For months, ThinkProgess has documented how the private health insurance industry has waged a duplicitous, “two-faced” campaign to kill health reform. Because the industry understands that the public views it in a largely negative light, the industry presents itself as proactively working hand-in-hand with legislators to produce reform. However, behind the scenes — using attacks from front groups, allied politicians, think tanks, lobbyists, and right-wing media — the industry is coordinating a massive effort to kill all reform.
As Congress approaches a final vote on health reform, the industry is having difficulty concealing its underhanded campaign.
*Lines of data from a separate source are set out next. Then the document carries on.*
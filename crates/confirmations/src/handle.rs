use tokio::sync::{mpsc, oneshot};
use tokio::task::JoinHandle;
use tokio::time::MissedTickBehavior;
use tracing::{debug, error, info};

use crate::ads::{AdEvent, CreativeAd};
use crate::error::{ConfirmationsError, Result};
use crate::issuers::Issuers;
use crate::service::{Cancellation, Confirmations, ConfirmationsStatus};

const COMMAND_BUFFER: usize = 64;

enum Command {
    Confirm {
        event: AdEvent,
        ad: CreativeAd,
        reply: oneshot::Sender<Result<String>>,
    },
    EligibleAds {
        candidates: Vec<CreativeAd>,
        last_served: Option<CreativeAd>,
        reply: oneshot::Sender<Result<Vec<CreativeAd>>>,
    },
    Cancel {
        id: String,
        reply: oneshot::Sender<Result<Cancellation>>,
    },
    SetIssuers {
        issuers: Issuers,
        reply: oneshot::Sender<()>,
    },
    ProcessDue {
        reply: oneshot::Sender<Result<usize>>,
    },
    Status {
        reply: oneshot::Sender<Result<ConfirmationsStatus>>,
    },
}

/// Cloneable front door to a service running on its own task. Every call is queued
/// behind the ones before it.
#[derive(Clone)]
pub struct ConfirmationsHandle {
    commands: mpsc::Sender<Command>,
}

impl Confirmations {
    /// Moves the service onto a task that serves handle calls and runs `process_due`
    /// every tick. The task ends once every handle is dropped.
    pub fn spawn(self) -> (ConfirmationsHandle, JoinHandle<()>) {
        let (commands, receiver) = mpsc::channel(COMMAND_BUFFER);
        let task = tokio::spawn(run(self, receiver));
        (ConfirmationsHandle { commands }, task)
    }
}

async fn run(mut service: Confirmations, mut commands: mpsc::Receiver<Command>) {
    let mut ticker = tokio::time::interval(service.config().tick_interval);
    ticker.set_missed_tick_behavior(MissedTickBehavior::Delay);
    info!("Confirmations task started");

    loop {
        tokio::select! {
            command = commands.recv() => match command {
                Some(command) => dispatch(&mut service, command).await,
                None => break,
            },
            _ = ticker.tick() => {
                match service.process_due().await {
                    Ok(0) => {}
                    Ok(attempts) => debug!("Made {} redemption attempts", attempts),
                    Err(e) => error!("Processing due redemptions failed: {}", e),
                }
            }
        }
    }

    info!("Confirmations task stopped");
}

async fn dispatch(service: &mut Confirmations, command: Command) {
    // a dropped reply receiver only means the caller stopped waiting
    match command {
        Command::Confirm { event, ad, reply } => {
            let _ = reply.send(service.confirm(event, &ad).await);
        }
        Command::EligibleAds {
            candidates,
            last_served,
            reply,
        } => {
            let _ = reply.send(service.eligible_ads(&candidates, last_served.as_ref()).await);
        }
        Command::Cancel { id, reply } => {
            let _ = reply.send(service.cancel(&id).await);
        }
        Command::SetIssuers { issuers, reply } => {
            service.set_issuers(issuers);
            let _ = reply.send(());
        }
        Command::ProcessDue { reply } => {
            let _ = reply.send(service.process_due().await);
        }
        Command::Status { reply } => {
            let _ = reply.send(service.status().await);
        }
    }
}

impl ConfirmationsHandle {
    async fn call<T>(&self, command: impl FnOnce(oneshot::Sender<T>) -> Command) -> Result<T> {
        let (reply, response) = oneshot::channel();
        self.commands
            .send(command(reply))
            .await
            .map_err(|_| ConfirmationsError::ServiceStopped)?;
        response.await.map_err(|_| ConfirmationsError::ServiceStopped)
    }

    pub async fn confirm(&self, event: AdEvent, ad: CreativeAd) -> Result<String> {
        self.call(|reply| Command::Confirm { event, ad, reply }).await?
    }

    pub async fn eligible_ads(
        &self,
        candidates: Vec<CreativeAd>,
        last_served: Option<CreativeAd>,
    ) -> Result<Vec<CreativeAd>> {
        self.call(|reply| Command::EligibleAds {
            candidates,
            last_served,
            reply,
        })
        .await?
    }

    pub async fn cancel(&self, id: impl Into<String>) -> Result<Cancellation> {
        let id = id.into();
        self.call(|reply| Command::Cancel { id, reply }).await?
    }

    pub async fn set_issuers(&self, issuers: Issuers) -> Result<()> {
        self.call(|reply| Command::SetIssuers { issuers, reply }).await
    }

    /// Runs due work now instead of waiting for the next tick
    pub async fn process_due(&self) -> Result<usize> {
        self.call(|reply| Command::ProcessDue { reply }).await?
    }

    pub async fn status(&self) -> Result<ConfirmationsStatus> {
        self.call(|reply| Command::Status { reply }).await?
    }
}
USA Today reports that Karen Ignagni, the President of the insurance industry trade group AHIP, fired off a letter reminding Democrats that despite releasing a deeply misleading report last week slashing the Senate Finance health bill, her companies are still “committed to bipartisan health reform”:
“You don’t turn against reform simply because people have declared you’ve turned against reform. That’s not what we’re doing.“
The self-conscious letter stands in stark contract with what Ignagni’s own lobbyists said today at an AHIP conference. According to the Huffington Post, Steve Champlin, a lobbyist for a firm representing AHIP, declared bipartisan health reform dead and urged GOP lawmakers to refuse to help pass a bill:
“There is absolutely no interest, no reason Republicans should ever vote for this thing. They have gone from a party that got killed 11 months ago to a party that is rising today. And they are rising up on the turmoil of health care [...] So when they vote for a health care reform bill, whatever it is, they are giving comfort to the enemy who is down.”
Private insurers have already been caught using a stealth lobbying firm to send employees to rowdy town halls (and radical tea party events), sharing lobbyists with slash-and-burn anti-health reform attack groups, and paying a number of conservative pundits who regularly appear in major media outlets to slam health reform. Almost immediately after AHIP issued its “hatchet job” report against the Senate Finance bill, Republican lawmakers began parroting the report’s talking points verbatim. The candid slip by Champlin today, whose firm has been paid hundreds of thousands by AHIP, underscores a larger effort by insurers to derail reform, even bills without robust measures like the public option.
Click here for ThinkProgress’ research page on the health insurers’ campaign against reform.
The Huffington Post’s Arthur Delaney reports that AHIP is now distancing itself from Champlin’s comments.